Eight and a half years later, in November 1941 with the early stages of the Holocaust underway, Goebbels wrote in the weekly newspaper Das Reich:
If international finance Jewry should succeed in plunging the world into war once again, the result will be not the Bolshevization of the world and thereby the victory of the Jews, but rather the destruction of the Jewish race in Europe. . .. Every Jew is our enemy in this historic struggle, regardless of whether he vegetates in a Polish ghetto or carries on his parasitic existence in Berlin or Hamburg or blows the trumpets of war in New York or Washington. All Jews by virtue of their birth and their race are part of an international conspiracy against National Socialist Germany. . .. [W]e must win the war. If we lose it, these harmless-looking Jewish chaps would suddenly become raging wolves. They would attack our women and children to carry out revenge. . .. There is no turning back in our battle against the Jews — even if we wanted to, which we do not. The Jews must be removed from the German community, for they endanger our national unity.
This is precisely the type of obscene argument we see in the Greif Report as a subliminal justification for what occurred in Srebrenica: the Bosniaks brought the genocide (which the report denies was a genocide) on themselves – don’t blame Mladić, don’t blame Karadžić, don’t blame the Republika Srpska soldiers who shot thousands of unarmed men and boys to death.
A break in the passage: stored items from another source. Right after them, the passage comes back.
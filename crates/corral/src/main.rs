//! Corral - command-line client for the Corral control plane.
//!
//! Main entry point for the Corral CLI.

use anyhow::Result;
use clap::{Parser, Subcommand};

mod client;
mod commands;

use commands::{auth, config, get};

// ─────────────────────────────────────────────────────────────────────────────
// CLI Structure
// ─────────────────────────────────────────────────────────────────────────────

/// Corral - command-line client for the Corral control plane
#[derive(Parser)]
#[command(name = "corral")]
#[command(author, version, about, long_about = None)]
#[command(propagate_version = true)]
pub struct Cli {
    /// Enable verbose output
    #[arg(short, long, global = true)]
    pub verbose: bool,

    /// Output as JSON (for scripting)
    #[arg(long, global = true)]
    pub json: bool,

    /// Control plane URL (overrides the context's server)
    #[arg(long, global = true, env = "CORRAL_SERVER_URL")]
    pub server: Option<String>,

    /// Context to use instead of the current context
    #[arg(long, global = true)]
    pub context: Option<String>,

    #[command(subcommand)]
    pub command: Commands,
}

#[derive(Subcommand)]
pub enum Commands {
    /// Sign in, sign out and inspect the session
    Auth(auth::AuthArgs),

    /// GET an API path with the current session
    Get(get::GetArgs),

    /// Manage connection contexts
    Config(config::ConfigArgs),
}

// ─────────────────────────────────────────────────────────────────────────────
// Main
// ─────────────────────────────────────────────────────────────────────────────

#[tokio::main]
async fn main() -> Result<()> {
    let cli = Cli::parse();

    // Console (human-readable) + rotating JSON file
    let filter = if cli.verbose {
        "corral=debug,corral_auth=debug,corral_config=debug,info"
    } else {
        "corral=info,corral_auth=warn,corral_config=warn,warn"
    };

    let log_dir = corral_config::xdg_config_dir()
        .map(|d| d.join("logs"))
        .unwrap_or_else(|| std::path::PathBuf::from("logs"));
    let file_appender = tracing_appender::rolling::daily(&log_dir, "corral.log");
    let (non_blocking, _guard) = tracing_appender::non_blocking(file_appender);

    use tracing_subscriber::prelude::*;
    tracing_subscriber::registry()
        .with(
            tracing_subscriber::fmt::layer()
                .with_target(true)
                .with_writer(std::io::stderr)
                .with_filter(tracing_subscriber::EnvFilter::new(filter)),
        )
        .with(
            tracing_subscriber::fmt::layer()
                .json()
                .with_writer(non_blocking)
                .with_filter(tracing_subscriber::EnvFilter::new(
                    "corral=trace,corral_auth=trace,corral_config=trace,info",
                )),
        )
        .init();

    let ctx = commands::Context {
        server_url: cli.server,
        context_name: cli.context,
        json_output: cli.json,
        verbose: cli.verbose,
    };

    match cli.command {
        Commands::Auth(args) => auth::run(args, &ctx).await,
        Commands::Get(args) => get::run(args, &ctx).await,
        Commands::Config(args) => config::run(args, &ctx).await,
    }
}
At its roots, blame the Bosniaks instead.
Adding insult to the considerable injury inherent in actually having to plow one’s way through the Greif Report is its reliance on avowed Srebrenica genocide deniers. The commission members seemingly went out of their way buttress their arguments with quotations from individuals who have made a career of playing in Republika Srpska’s nationalist ideological sandbox.
To give only one example: the Greif Report cites Andy Wilcoxson for the proposition that that the “number of prisoners that the Bosnian Serbs executed is about 3,900, which is less than half of the 8,000 that have been alleged.” (Greif Report, p. 671.) As far back as 2011, Wilcoxson wrote that “evidence supporting the [ICTY’s] finding of genocidal intent is weak to non-existent.” But wait, there’s more. Somehow, the authors of the report neglected to mention that Wilcoxson has called the ICTY “the brainchild of the U.S. State Department and the CIA.” According to Wilcoxson, “the United States has used the Tribunal to advance its interests in the Balkans. . .. A verdict from the ICTY has the same credibility and conflict of interest problems as a study on the health effects of smoking that’s published by an institution that gets funding from the tobacco companies.” Yet, Gideon Greif and the rest of the commission overlooked this particular nugget or failed to fully inform their readers of Wilcoxson’s viewpoint.
The Greif Report is now a permanent part of the brazen refusal by the Republika Srpska authorities to own up to the atrocities committed in their name. Interestingly, on July 23, the Associated Press reported that Valentin Inzko, the top international official in Bosnia under the Dayton Accords in his capacity as head of Bosnia’s Office of the High Representative, imposed changes “to the country’s criminal code, introducing prison sentences of up to five years for genocide denial and for the glorification of war criminals, including naming of streets or public institutions after them.”
In the end, the saving grace of the Greif Report is that it is drafted so abysmally badly that it will appeal only to other Srebrenica genocide deniers, which may in the end be the report’s only positive attribute.